So I have decided that it is time to start posting some Valentine’s recipes here. You’re down with that right??? I promise not to go completely overboard, but this is a low fat chocolate cherry muffin top. Who wouldn’t want this kind of recipe early?
You could wait until February to make these muffins, but I seriously don’t recommend it. They were delicious!!! The yogurt in these muffins give them a soft, tender inside. I really like using yogurt instead of sour cream for muffins. It helps cut down on the fat content, which is something that I have started to watch a little more. My kids aren’t big cereal eaters, but they will eat muffins if I keep them on hand. By making them with yogurt I feel better about them eating chocolate for breakfast. Of course, we ate them at all times of the day. They are a perfect afternoon snack when you are craving just a little bit of chocolate. (that makes me laugh because when I crave chocolate, I don’t want to eat a little) These chocolate cherry muffins are also a great before bed snack…or a midnight snack! Whenever you decide to eat them, they will satisfy your chocolate crave!!!
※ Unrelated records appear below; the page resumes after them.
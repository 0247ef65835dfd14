use std::collections::HashSet;

use tracing::warn;

use crate::error::Result;
use crate::models::{DayCombination, Meal, MealCategory};
use crate::scheduler::slots::allowed_slots;

/// Enumerate every legal one-day assignment of meals to slots.
///
/// Flexible meals (versatile/unset) are pinned to one of their allowed slots
/// per Cartesian-product assignment; fixed-category meals are candidates in
/// every slot their allowance covers. Each assignment then expands into every
/// pick-one-meal-per-slot combination without a repeated meal id, and results
/// are de-duplicated by content across assignments.
///
/// The output is capped at `cap` combinations; hitting the cap logs a warning
/// and returns the partial result rather than exhausting memory.
pub fn enumerate_day_combinations(
    pool: &[Meal],
    meals_per_day: u8,
    cap: usize,
) -> Result<Vec<DayCombination>> {
    // Validates meals_per_day through the allowance table before any work.
    allowed_slots(MealCategory::Unset, meals_per_day)?;

    let slot_count = meals_per_day as usize;
    if pool.is_empty() || cap == 0 {
        return Ok(Vec::new());
    }

    let mut fixed: Vec<(&Meal, Vec<usize>)> = Vec::new();
    let mut flexible: Vec<(&Meal, Vec<usize>)> = Vec::new();
    for meal in pool {
        let allow = allowed_slots(meal.category, meals_per_day)?;
        if meal.category.is_flexible() {
            flexible.push((meal, allow));
        } else {
            fixed.push((meal, allow));
        }
    }

    let mut seen: HashSet<String> = HashSet::new();
    let mut out: Vec<DayCombination> = Vec::new();

    // Mixed-radix odometer over each flexible meal's allowed slots.
    let mut assignment = vec![0usize; flexible.len()];
    loop {
        let mut per_slot: Vec<Vec<&Meal>> = vec![Vec::new(); slot_count];
        for (meal, allow) in &fixed {
            for &slot in allow {
                per_slot[slot].push(*meal);
            }
        }
        for (i, (meal, allow)) in flexible.iter().enumerate() {
            per_slot[allow[assignment[i]]].push(*meal);
        }

        let mut picked: Vec<&Meal> = Vec::with_capacity(slot_count);
        fill_slots(&per_slot, &mut picked, &mut seen, &mut out, cap);

        if out.len() >= cap {
            warn!(cap, "combination cap reached, enumeration truncated");
            break;
        }

        if !advance(&mut assignment, &flexible) {
            break;
        }
    }

    Ok(out)
}

/// Pick one meal per slot, skipping repeats, recording each full combination.
fn fill_slots<'a>(
    per_slot: &[Vec<&'a Meal>],
    picked: &mut Vec<&'a Meal>,
    seen: &mut HashSet<String>,
    out: &mut Vec<DayCombination>,
    cap: usize,
) {
    if out.len() >= cap {
        return;
    }

    let slot = picked.len();
    if slot == per_slot.len() {
        let combo = DayCombination::new(picked.iter().map(|m| m.id.clone()).collect());
        if seen.insert(combo.content_key()) {
            out.push(combo);
        }
        return;
    }

    for &meal in &per_slot[slot] {
        if picked.iter().any(|p| p.id == meal.id) {
            continue;
        }
        picked.push(meal);
        fill_slots(per_slot, picked, seen, out, cap);
        picked.pop();
    }
}

/// Advance the odometer; false once every assignment has been visited.
fn advance(assignment: &mut [usize], flexible: &[(&Meal, Vec<usize>)]) -> bool {
    for i in (0..assignment.len()).rev() {
        if assignment[i] + 1 < flexible[i].1.len() {
            assignment[i] += 1;
            assignment[i + 1..].fill(0);
            return true;
        }
    }
    false
}

#[cfg(test)]
mod tests {
    use super::*;
    use crate::error::PlanError;

    fn meal(id: &str, category: MealCategory) -> Meal {
        Meal {
            id: id.to_string(),
            name: id.to_uppercase(),
            category,
            description: String::new(),
            best_for: String::new(),
            image_url: String::new(),
            color: String::new(),
            recipe: String::new(),
        }
    }

    #[test]
    fn test_rejects_invalid_meals_per_day() {
        let pool = vec![meal("a", MealCategory::Breakfast)];
        assert!(matches!(
            enumerate_day_combinations(&pool, 5, 100),
            Err(PlanError::InvalidMealsPerDay(5))
        ));
    }

    #[test]
    fn test_empty_pool_yields_no_combinations() {
        let combos = enumerate_day_combinations(&[], 3, 100).unwrap();
        assert!(combos.is_empty());
    }

    #[test]
    fn test_two_slot_scenario() {
        // A(breakfast), B(lunch), C(dinner), D(versatile) under 2 meals/day:
        // slot 0 from {A,B,D}, slot 1 from {B,C,D}, no meal twice.
        let pool = vec![
            meal("a", MealCategory::Breakfast),
            meal("b", MealCategory::Lunch),
            meal("c", MealCategory::Dinner),
            meal("d", MealCategory::Versatile),
        ];
        let combos = enumerate_day_combinations(&pool, 2, 1_000).unwrap();

        assert!(!combos.is_empty());
        for combo in &combos {
            assert_eq!(combo.len(), 2);
            assert!(["a", "b", "d"].contains(&combo.slots[0].as_str()));
            assert!(["b", "c", "d"].contains(&combo.slots[1].as_str()));
            assert_ne!(combo.slots[0], combo.slots[1]);
        }

        let keys: HashSet<String> = combos.iter().map(|c| c.content_key()).collect();
        assert_eq!(keys.len(), combos.len(), "combinations must be distinct");
        for expected in ["a|b", "a|c", "a|d", "b|c", "d|b", "d|c"] {
            assert!(keys.contains(expected), "missing combination {}", expected);
        }
        assert!(!keys.contains("b|b"));
    }

    #[test]
    fn test_slots_respect_allowances() {
        let pool = vec![
            meal("bf", MealCategory::Breakfast),
            meal("ln", MealCategory::Lunch),
            meal("dn", MealCategory::Dinner),
            meal("vx", MealCategory::Versatile),
            meal("un", MealCategory::Unset),
        ];
        for meals_per_day in 1..=4u8 {
            let combos = enumerate_day_combinations(&pool, meals_per_day, 10_000).unwrap();
            for combo in &combos {
                for (slot, id) in combo.slots.iter().enumerate() {
                    let category = pool.iter().find(|m| &m.id == id).unwrap().category;
                    let allow = allowed_slots(category, meals_per_day).unwrap();
                    assert!(
                        allow.contains(&slot),
                        "meal {} in disallowed slot {} ({} meals/day)",
                        id,
                        slot,
                        meals_per_day
                    );
                }
            }
        }
    }

    #[test]
    fn test_no_duplicate_meal_within_combination() {
        let pool = vec![
            meal("v1", MealCategory::Versatile),
            meal("v2", MealCategory::Versatile),
            meal("v3", MealCategory::Unset),
        ];
        let combos = enumerate_day_combinations(&pool, 3, 10_000).unwrap();
        assert!(!combos.is_empty());
        for combo in &combos {
            let unique: HashSet<&String> = combo.slots.iter().collect();
            assert_eq!(unique.len(), combo.len());
        }
    }

    #[test]
    fn test_cap_truncates() {
        let pool: Vec<Meal> = (0..6)
            .map(|i| meal(&format!("v{}", i), MealCategory::Versatile))
            .collect();
        let combos = enumerate_day_combinations(&pool, 3, 10).unwrap();
        assert_eq!(combos.len(), 10);
    }

    #[test]
    fn test_too_few_meals_for_slots() {
        // One breakfast meal cannot fill a 3-slot day.
        let pool = vec![meal("bf", MealCategory::Breakfast)];
        let combos = enumerate_day_combinations(&pool, 3, 100).unwrap();
        assert!(combos.is_empty());
    }
}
The great thing about this muffin is that it is easy to make it in a muffin top pan or a whoopie pie pan, or if you don’t have either, just bake it in a regular muffin tin. I have included both baking times in the recipe for you. Let’s talk about the cherries for a minute. If you like fresh cherries, by all means, use the fresh cherries in your batter. I just happen to love maraschino cherries. There is usually a jar in my fridge at all times for sundaes or drinks. And I keep a backup jar in my baking cupboard…does that surprise you that I have more than one jar? Something about the taste of these jarred cherries makes me happy. They also keep their bright red color when you bake with them. I love pretty food!!! Pretty food just looks so much more appetizing!
See how puffy those chocolate cherry muffin tops turned out? I know you want a bite 🙂
- 1/2 cup unsalted butter
- 1/3 cup packed brown sugar
- 1/3 cup granulated sugar
- 2 teaspoons maraschino cherry juice
- 1 large egg
- 2/3 cup greek yogurt
- 2/3 cup coconut milk
- 2 teaspoons baking powder
- 1 teaspoon baking soda
- 1/2 teaspoon salt
- 1/2 cup cocoa powder
- 2 cups all-purpose flour
- 1 teaspoon cinnamon
- 3/4 cup miniature chocolate chips
- 1 cup chopped maraschino cherries
- Preheat the oven to 400 degrees.
- In a mixing bowl cream the butter and sugars until creamy. Add the cherry juice, egg, and yogurt to the butter and beat again.
- Sift together the baking powder, baking soda, salt, cocoa powder, cinnamon, and flour and add alternately with the coconut milk to the butter mixture and beat gently.
- Stir in the chocolate chips and cherries by hand.
- Spoon a large tablespoon of batter into a greased muffin top pan (I used a whoopie pie pan) Bake for 12 minutes. Let cool 2 minutes in the pan, then remove to a wire rack to cool.
- Store in a sealed container for up to 4 days. Makes 24 muffin tops.
You can use a regular muffin tin if you don't have a muffin top pan. Bake the muffins for 18 minutes. Makes about 15 muffins.
Nutrition Information:Yield: 24 Serving Size: 1
Amount Per Serving: Calories: 161Total Fat: 7gSaturated Fat: 5gTrans Fat: 0gUnsaturated Fat: 2gCholesterol: 18mgSodium: 152mgCarbohydrates: 23gFiber: 1gSugar: 12gProtein: 3g
Nutrition facts are an estimate and are not guaranteed to be accurate. If you need special diet advice, please see a registered dietician.